Building and Installing cx_Oracle

Download from SourceForge cx_Oracle version 5.0.4. You need to get the package that says Source Code only. In your Download folder you will find cx_Oracle-5.0.4.tar. I moved it to /Users/utcs/oracle. To untar, I used the following command:

tar -xvf cx_Oracle-5.0.4.tar
After untarring I had a subdirectory called cx_Oracle-5.0.4. In a terminal window I changed directory to /Users/utcs/oracle/cx_Oracle-5.0.4. I checked in that window that all the environment variables were set properly by doing

echo $ORACLE_HOME
echo $LD_LIBRARY_PATH
echo $DYLD_LIBRARY_PATH
which python
which gcc
I did not have administrative privileges on this Mac so to build I did
python setup.py build
I checked to output. There were many warning messages that I ignored. Even a single error message would have indicated that the build process did not succeed.

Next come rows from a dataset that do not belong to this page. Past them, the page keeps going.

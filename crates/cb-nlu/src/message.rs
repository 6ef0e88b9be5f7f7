//! Message assembly, validation and downstream defaults.

use std::sync::Arc;

use async_trait::async_trait;
use cb_protocol::{
    CalculationType, DateSlot, Intent, MeasurementType, Message, MessageValidationCode, Slots,
    Topic, ValueType, location,
};
use cb_treequery::{Sentence, TreeResult};
use chrono::NaiveDate;
use serde::{Deserialize, Serialize};

use crate::error::NluResult;
use crate::intent::IntentRecognizer;
use crate::lexicon::Lexicon;
use crate::patterns::PatternTable;
use crate::slots::SlotFiller;
use crate::topic::TopicRecognizer;

/// Location used when a query names none.
pub const DEFAULT_LOCATION: &str = location::WORLD;

// ── Assembly ──────────────────────────────────────────────────

/// Runs the topic, intent and slot recognizers over one sentence.
#[derive(Debug, Clone)]
pub struct MessageBuilder {
    topics: TopicRecognizer,
    intents: IntentRecognizer,
    slots: SlotFiller,
}

impl MessageBuilder {
    /// Compile the pattern tables for `lexicon`. Fails only on a broken
    /// pattern definition.
    pub fn new(lexicon: &Lexicon) -> TreeResult<Self> {
        let patterns = Arc::new(PatternTable::new(lexicon)?);
        Ok(Self {
            topics: TopicRecognizer::new(Arc::clone(&patterns)),
            intents: IntentRecognizer::new(patterns),
            slots: SlotFiller::new(),
        })
    }

    pub fn create_message(&self, sentence: &Sentence, today: NaiveDate) -> Message {
        Message::new(
            self.topics.recognize(sentence),
            self.intents.recognize(sentence),
            self.slots.fill(sentence, today),
        )
    }
}

// ── Validation ────────────────────────────────────────────────

/// Validate a message. Pure; the same message always yields the same code.
pub fn validate_message(message: &Message) -> MessageValidationCode {
    match check(message) {
        Ok(_) => MessageValidationCode::Valid,
        Err(code) => code,
    }
}

/// Presence and sanity checks in a fixed order, then the cross-axis table.
fn check(message: &Message) -> Result<(Topic, &Intent, &Slots), MessageValidationCode> {
    let topic = message.topic().ok_or(MessageValidationCode::NoTopic)?;
    let intent = message.intent().ok_or(MessageValidationCode::NoIntent)?;
    let slots = message.slots().ok_or(MessageValidationCode::NoSlots)?;

    match topic {
        Topic::Unknown => return Err(MessageValidationCode::Unknown),
        Topic::Ambiguous => return Err(MessageValidationCode::AmbiguousTopic),
        Topic::Cases | Topic::Vaccinations => {}
    }
    if intent.has_unknown_axis() {
        return Err(MessageValidationCode::Unknown);
    }

    match decide(intent, slots) {
        MessageValidationCode::Valid => Ok((topic, intent, slots)),
        code => Err(code),
    }
}

fn decide(intent: &Intent, slots: &Slots) -> MessageValidationCode {
    use CalculationType as C;
    use MeasurementType as M;
    use MessageValidationCode as Code;
    use ValueType as V;

    // Only raw and summed daily numbers insist on an explicit date; the
    // other valid combinations fall back to a default timeframe.
    let needs_date = || {
        if slots.has_date() {
            Code::Valid
        } else {
            Code::NoTimeframe
        }
    };

    match (
        intent.value_type,
        intent.calculation_type,
        intent.measurement_type,
    ) {
        (V::Number, C::RawValue, M::Daily) => needs_date(),
        (V::Number, C::RawValue, M::Cumulative) => Code::Valid,
        (V::Number, C::Sum, M::Daily) => needs_date(),
        (V::Number, C::Sum, M::Cumulative) => Code::IntentMismatch,
        (V::Number, C::Maximum | C::Minimum, M::Cumulative) => Code::IntentMismatch,
        (V::Number, C::Maximum | C::Minimum, M::Daily) => Code::Valid,
        (V::Day | V::Location, C::Sum | C::RawValue, _) => Code::IntentMismatch,
        (V::Day | V::Location, C::Maximum | C::Minimum, M::Daily | M::Cumulative) => Code::Valid,
        (V::Unknown, _, _) | (_, C::Unknown, _) | (_, _, M::Unknown) => Code::UnsupportedAction,
    }
}

// ── Validated messages ────────────────────────────────────────

/// A message that passed validation. The only input an executor accepts.
#[derive(Debug, Clone, PartialEq, Eq, Serialize)]
pub struct ValidatedMessage {
    topic: Topic,
    intent: Intent,
    slots: Slots,
}

impl TryFrom<Message> for ValidatedMessage {
    type Error = MessageValidationCode;

    fn try_from(message: Message) -> Result<Self, Self::Error> {
        let (topic, intent, slots) = check(&message)?;
        Ok(Self {
            topic,
            intent: *intent,
            slots: slots.clone(),
        })
    }
}

impl ValidatedMessage {
    pub fn topic(&self) -> Topic {
        self.topic
    }

    pub fn intent(&self) -> &Intent {
        &self.intent
    }

    pub fn slots(&self) -> &Slots {
        &self.slots
    }

    pub fn into_message(self) -> Message {
        Message::new(self.topic, self.intent, self.slots)
    }

    /// Fill in the defaults for absent slots.
    ///
    /// No location means the world. No date means today for a cumulative
    /// raw number ("how many so far") and the whole series otherwise.
    pub fn resolve(&self, today: NaiveDate) -> ResolvedQuery {
        let date = match self.slots.date {
            Some(DateSlot::Day { date }) => DateScope::Day { date },
            Some(DateSlot::Range { start, end }) => DateScope::Range { start, end },
            None => match (
                self.intent.value_type,
                self.intent.calculation_type,
                self.intent.measurement_type,
            ) {
                (ValueType::Number, CalculationType::RawValue, MeasurementType::Cumulative) => {
                    DateScope::Day { date: today }
                }
                _ => DateScope::AllTime,
            },
        };
        let location = self
            .slots
            .location
            .clone()
            .unwrap_or_else(|| DEFAULT_LOCATION.to_string());

        ResolvedQuery {
            topic: self.topic,
            intent: self.intent,
            date,
            location,
        }
    }
}

/// The timeframe a query is answered over.
#[derive(Debug, Clone, Copy, PartialEq, Eq, Serialize, Deserialize)]
#[serde(tag = "kind", rename_all = "snake_case")]
pub enum DateScope {
    Day { date: NaiveDate },
    Range { start: NaiveDate, end: NaiveDate },
    AllTime,
}

/// A validated message with every default applied.
#[derive(Debug, Clone, PartialEq, Eq, Serialize, Deserialize)]
pub struct ResolvedQuery {
    pub topic: Topic,
    pub intent: Intent,
    pub date: DateScope,
    /// Normalized location name.
    pub location: String,
}

impl ResolvedQuery {
    /// Location as it reads in an answer ("the united kingdom").
    pub fn location_label(&self) -> String {
        location::with_article(&self.location)
    }
}

/// Turns a validated message into an answer.
#[async_trait]
pub trait QueryExecutor: Send + Sync {
    type Answer: Send;

    async fn execute(&self, message: &ValidatedMessage) -> NluResult<Self::Answer>;
}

I next installed cx_Oracle by
python setup.py install
The install also finished without any error messages.
Test the cx_Oracle installation

On a terminal window type python. It should bring up Python in interactive mode. Then type import cx_Oracle. It should add the package to your path without any errors. Get out of the interactive mode using Control-D.

Now copy and paste this script into a file called Check.py. Change the user name and run it on the command line.

import cx_Oracle, string, getpass

def main():
# Get password
pswd = getpass.getpass()

# Build connection string
user = “CS327_jdoe”
host = “oracle.microlab.cs.utexas.edu”
port = “1521”
sid = “orcl”
dsn = cx_Oracle.makedsn (host, port, sid)

# Connect to Oracle and test
con = cx_Oracle.connect (user, pswd, dsn)
if (con):
print “Connection successful”
print con.version
else:
print “Connection not successful”

con.close()

main()
You should see Connection successful if all the other tests were successful.